A tweet from New York magazine writer Eric Levitz provides an opportunity for a quick point on how we ought to think about economics:
If income had been distributed as evenly over the past five decades as it was in 1970, the median full-time worker in the U.S. would now take home $92,000 a year (instead of $50,000), according to a new RAND study.
That is, if every income group had gone up proportionally, the median would be much higher. That’s another way of saying that the people at the top have seen greater increases than those below them.
However, these sorts of “proofs” of systemic inequality skip over important points. For one thing, the individuals in each group are not the same people. This is true for families; we aren’t simply seeing the lift-off of a preexisting aristocracy. It is also true of individuals; many of the people who were at the lower end of the distribution in 1970 are now at the higher end.
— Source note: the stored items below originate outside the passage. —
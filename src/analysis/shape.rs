//! Shape resolution for scene objects.

/// Substrings that suggest a roughly cylindrical silhouette.
const CYLINDER_HINTS: [&str; 8] = [
    "cup", "mug", "cylinder", "bottle", "can", "saucer", "plate", "disk",
];

/// Substrings that suggest a box-like silhouette.
const CUBE_HINTS: [&str; 7] = [
    "box", "cube", "table", "block", "brick", "monitor", "screen",
];

/// Concrete placeholder shape authored for a scene object.
#[derive(Debug, Clone, Copy, PartialEq, Eq)]
pub enum ShapeKind {
    Sphere,
    Cube,
    Cylinder,
}

impl ShapeKind {
    /// Total mapping from the model's raw shape label to a concrete shape.
    ///
    /// Resolution stages, in order: exact match on the label; substring
    /// heuristics on the lowercased object id for unrecognized labels
    /// (e.g. "mesh"); sphere as the final fallback, logged at warning
    /// level since the placeholder geometry is then a guess.
    pub fn resolve(kind: &str, id: &str) -> Self {
        match kind {
            "sphere" => Self::Sphere,
            "cube" => Self::Cube,
            "cylinder" => Self::Cylinder,
            _ => {
                let name = id.to_lowercase();
                if CYLINDER_HINTS.iter().any(|hint| name.contains(hint)) {
                    Self::Cylinder
                } else if CUBE_HINTS.iter().any(|hint| name.contains(hint)) {
                    Self::Cube
                } else {
                    log::warn!("Unknown object type '{kind}' for {id}. Defaulting to sphere.");
                    Self::Sphere
                }
            }
        }
    }
}

#[cfg(test)]
mod tests {
    use super::*;

    #[test]
    fn test_exact_labels() {
        assert_eq!(ShapeKind::resolve("sphere", "anything"), ShapeKind::Sphere);
        assert_eq!(ShapeKind::resolve("cube", "anything"), ShapeKind::Cube);
        assert_eq!(
            ShapeKind::resolve("cylinder", "anything"),
            ShapeKind::Cylinder
        );
    }

    #[test]
    fn test_id_heuristics_for_unknown_labels() {
        assert_eq!(
            ShapeKind::resolve("mesh", "wooden_cup_1"),
            ShapeKind::Cylinder
        );
        assert_eq!(ShapeKind::resolve("mesh", "side_table"), ShapeKind::Cube);
        assert_eq!(ShapeKind::resolve("mesh", "Saucer_A"), ShapeKind::Cylinder);
    }

    #[test]
    fn test_sphere_fallback() {
        assert_eq!(ShapeKind::resolve("mesh", "blob_42"), ShapeKind::Sphere);
        assert_eq!(ShapeKind::resolve("", "thing"), ShapeKind::Sphere);
    }

    #[test]
    fn test_exact_label_wins_over_id_hint() {
        // The id suggests a cylinder, but the label is authoritative.
        assert_eq!(ShapeKind::resolve("sphere", "cup_3"), ShapeKind::Sphere);
    }
}
//! Vision-model boundary.
//!
//! Inference is a black box to this crate: video bytes plus a prompt go
//! in, a structured JSON string (or a failure) comes out. Everything past
//! that single call is typed; the raw payload is parsed and validated once
//! by [`SceneAnalysis::from_json`] and never re-inspected downstream.

use crate::analysis::SceneAnalysis;
use crate::error::Result;

/// Prompt sent alongside the video. Instructs the model to return only the
/// structured JSON this crate's boundary types deserialize.
pub const PHYSICS_ANALYSIS_PROMPT: &str = r#"You are a Physics Simulation Engineer specializing in 4D analysis and rigid-body simulation.

Analyze this video frame-by-frame and extract ONLY numerical/categorical data in strict JSON format.

Required output structure:
{
  "scene_composition": {
    "objects": [
      {
        "id": "unique_object_id",
        "type": "sphere/cylinder/cube/mesh",
        "position": {"x": 0.0, "y": 0.0, "z": 0.0},
        "rotation": {"x": 0.0, "y": 0.0, "z": 0.0},
        "scale": {"x": 1.0, "y": 1.0, "z": 1.0}
      }
    ]
  },
  "physics_estimation": {
    "gravity": {"x": 0.0, "y": -9.81, "z": 0.0},
    "objects": [
      {
        "id": "object_1",
        "mass": 1.0,
        "initial_velocity": {"x": 2.0, "y": 0.0, "z": 0.0},
        "restitution": 0.5,
        "static_friction": 0.3,
        "dynamic_friction": 0.25
      }
    ]
  },
  "lighting_conditions": {
    "dome_light": {"intensity": 1000.0},
    "key_light": {
      "position": {"x": 5.0, "y": 5.0, "z": 5.0},
      "intensity": 5000.0
    }
  },
  "camera_estimation": {
    "position": {"x": 0.0, "y": 1.5, "z": 3.0},
    "look_at": {"x": 0.0, "y": 0.5, "z": 0.0},
    "focal_length": 50.0
  }
}

CRITICAL RULES:
1. NO prose or descriptions - ONLY structured JSON
2. Use numerical values, not categories (e.g., mass: 1.0, not "heavy")
3. All positions in meters, all angles in degrees
4. Estimate realistic rigid-body parameters
"#;

/// A vision-language model capable of structured scene extraction.
///
/// Implementations wrap whatever inference service is in use; the call may
/// be long-running and is expected to block. Failures surface as
/// [`SynthForgeError::Inference`](crate::SynthForgeError::Inference).
pub trait SceneModel {
    /// Runs inference over raw video bytes and returns the model's JSON
    /// payload as text.
    fn infer(&self, video: &[u8], prompt: &str) -> Result<String>;
}

/// Extracts a validated [`SceneAnalysis`] from a video via a
/// [`SceneModel`].
pub struct VideoAnalyzer<M> {
    model: M,
}

impl<M: SceneModel> VideoAnalyzer<M> {
    pub fn new(model: M) -> Self {
        Self { model }
    }

    /// Analyzes a video and returns the typed, validated parameter set.
    pub fn analyze(&self, video: &[u8]) -> Result<SceneAnalysis> {
        log::info!("Running physics analysis on {} bytes of video", video.len());
        let raw = self.model.infer(video, PHYSICS_ANALYSIS_PROMPT)?;
        SceneAnalysis::from_json(&raw)
    }
}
Inasmuch as the Baby Boomers would have been just getting out of college at the beginning of this curve, one must question the entire calculation. A uniquely large cohort of Americans were poor back then and are now rich (or at least richer) simply as a function of their ordinary life cycles.
Two other important points get to the more-interesting mental experiments of “what if” counterfactuals.
First, if our society had changed things to ensure that income gains would be distributed evenly, would we have had as much absolute growth? Would the people who took productive actions and risks to get the most money have still done it if their reward were less and the baseline for doing nothing were higher? If they had not, it would have reduced the growth for everybody.
Separately, what would an even, general increase in income do to the value of money? If income growth falls on the population like morning dew, everybody has more money for the things that everybody wants, and it is reasonable to predict that the cost of all goods would rise to capture some of that additional wealth.
Competition between individuals and between goods and services pushes down prices where they can go down and drives up innovation, as new people strive to claim whatever excess wealth there is in the system. Comparative inequality is therefore inevitable in a healthy system. The only question is whether the benefits to everybody are greater than what they otherwise would have seen.
Even accepting a utilitarian, progressive view of economics, if exponential growth at the top produces a doubling of wealth in the middle, that is preferable to an alternative in which the middle saw half the growth. Beyond just money, if this competitive system makes necessities cheaper while introducing new innovations that make our lives better, that is just more justification for the unequal distribution.